• _Aim of the task_:
Read the listing and extract each line that includes the word "ExecutionRun".

• _Source material_:
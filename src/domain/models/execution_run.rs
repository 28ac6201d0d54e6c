//! ExecutionRun domain model: one invocation of the worker pool, and the
//! validation output the end-of-run validator persists onto it.

use chrono::{DateTime, Utc};
use serde::{Deserialize, Serialize};

#[derive(Debug, Clone, Copy, PartialEq, Eq, Serialize, Deserialize)]
#[serde(rename_all = "snake_case")]
pub enum RunStatus {
    Running,
    Passed,
    Failed,
    Completed,
}

impl RunStatus {
    pub fn as_str(&self) -> &'static str {
        match self {
            Self::Running => "running",
            Self::Passed => "passed",
            Self::Failed => "failed",
            Self::Completed => "completed",
        }
    }

    #[allow(clippy::should_implement_trait)]
    pub fn from_str(s: &str) -> Option<Self> {
        match s {
            "running" => Some(Self::Running),
            "passed" => Some(Self::Passed),
            "failed" => Some(Self::Failed),
            "completed" => Some(Self::Completed),
            _ => None,
        }
    }
}

/// Status written to `ExecutionRun.validation_status` by the end-of-run
/// validator (spec §4.9 step 6).
#[derive(Debug, Clone, Copy, PartialEq, Eq, Serialize, Deserialize)]
#[serde(rename_all = "snake_case")]
pub enum ValidationStatus {
    Passed,
    Failed,
}

impl ValidationStatus {
    pub fn as_str(&self) -> &'static str {
        match self {
            Self::Passed => "passed",
            Self::Failed => "failed",
        }
    }

    #[allow(clippy::should_implement_trait)]
    pub fn from_str(s: &str) -> Option<Self> {
        match s {
            "passed" => Some(Self::Passed),
            "failed" => Some(Self::Failed),
            _ => None,
        }
    }
}

/// Counts of satisfied/verifiable/total for a heuristic category.
#[derive(Debug, Clone, Copy, Default, PartialEq, Eq, Serialize, Deserialize)]
pub struct HeuristicCounts {
    pub satisfied: u32,
    pub verifiable: u32,
    pub total: u32,
}

/// Per-task acceptance-criteria heuristic result (spec §4.9.1).
#[derive(Debug, Clone, PartialEq, Serialize, Deserialize)]
pub struct AcTaskResult {
    pub task_key: String,
    pub counts: HeuristicCounts,
    pub unverifiable_criteria: Vec<String>,
}

/// `{status, regressions, done, ac, unimportable_exports, validation_wall_clock_s}`,
/// the JSON-serializable shape persisted to `ExecutionRun.validation_details`
/// (spec §6 "Run-validator output").
#[derive(Debug, Clone, PartialEq, Serialize, Deserialize)]
pub struct ValidationDetails {
    pub status: ValidationStatus,
    pub regressions: Vec<String>,
    pub done: HeuristicCounts,
    pub ac: AcSummary,
    pub unimportable_exports: Vec<String>,
    pub validation_wall_clock_s: f64,
}

#[derive(Debug, Clone, Default, PartialEq, Serialize, Deserialize)]
pub struct AcSummary {
    pub counts: HeuristicCounts,
    pub per_task: Vec<AcTaskResult>,
}

#[derive(Debug, Clone, PartialEq, Serialize, Deserialize)]
pub struct ExecutionRun {
    pub id: i64,
    pub started_at: DateTime<Utc>,
    pub completed_at: Option<DateTime<Utc>>,
    pub max_workers: u32,
    pub status: RunStatus,
    pub total_invocations: u64,
    pub validation_status: Option<ValidationStatus>,
    pub validation_details: Option<ValidationDetails>,
}

impl ExecutionRun {
    pub fn start(max_workers: u32) -> Self {
        Self {
            id: 0,
            started_at: Utc::now(),
            completed_at: None,
            max_workers,
            status: RunStatus::Running,
            total_invocations: 0,
            validation_status: None,
            validation_details: None,
        }
    }

    pub fn finish(mut self, status: RunStatus) -> Self {
        self.status = status;
        self.completed_at = Some(Utc::now());
        self
    }

    pub fn with_validation(mut self, details: ValidationDetails) -> Self {
        self.validation_status = Some(details.status);
        self.validation_details = Some(details);
        self
    }
}

#[cfg(test)]
mod tests {
    use super::*;

    #[test]
    fn new_run_is_running_with_no_validation() {
        let r = ExecutionRun::start(4);
        assert_eq!(r.status, RunStatus::Running);
        assert!(r.validation_status.is_none());
    }

    #[test]
    fn finished_run_sets_completed_at() {
        let r = ExecutionRun::start(4).finish(RunStatus::Passed);
        assert_eq!(r.status, RunStatus::Passed);
        assert!(r.completed_at.is_some());
    }

    #[test]
    fn validation_details_round_trip_through_json() {
        let details = ValidationDetails {
            status: ValidationStatus::Failed,
            regressions: vec!["tests/test_foo.py".to_string()],
            done: HeuristicCounts { satisfied: 2, verifiable: 3, total: 3 },
            ac: AcSummary::default(),
            unimportable_exports: vec!["pkg.mod.Thing".to_string()],
            validation_wall_clock_s: 1.25,
        };
        let json = serde_json::to_string(&details).unwrap();
        let back: ValidationDetails = serde_json::from_str(&json).unwrap();
        assert_eq!(details, back);
    }
}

• _Result of this task_:
//! ExecutionRun domain model: one invocation of the worker pool, and the
/// Status written to `ExecutionRun.validation_status` by the end-of-run
/// the JSON-serializable shape persisted to `ExecutionRun.validation_details`
pub struct ExecutionRun {
impl ExecutionRun {
        let r = ExecutionRun::start(4);
        let r = ExecutionRun::start(4).finish(RunStatus::Passed);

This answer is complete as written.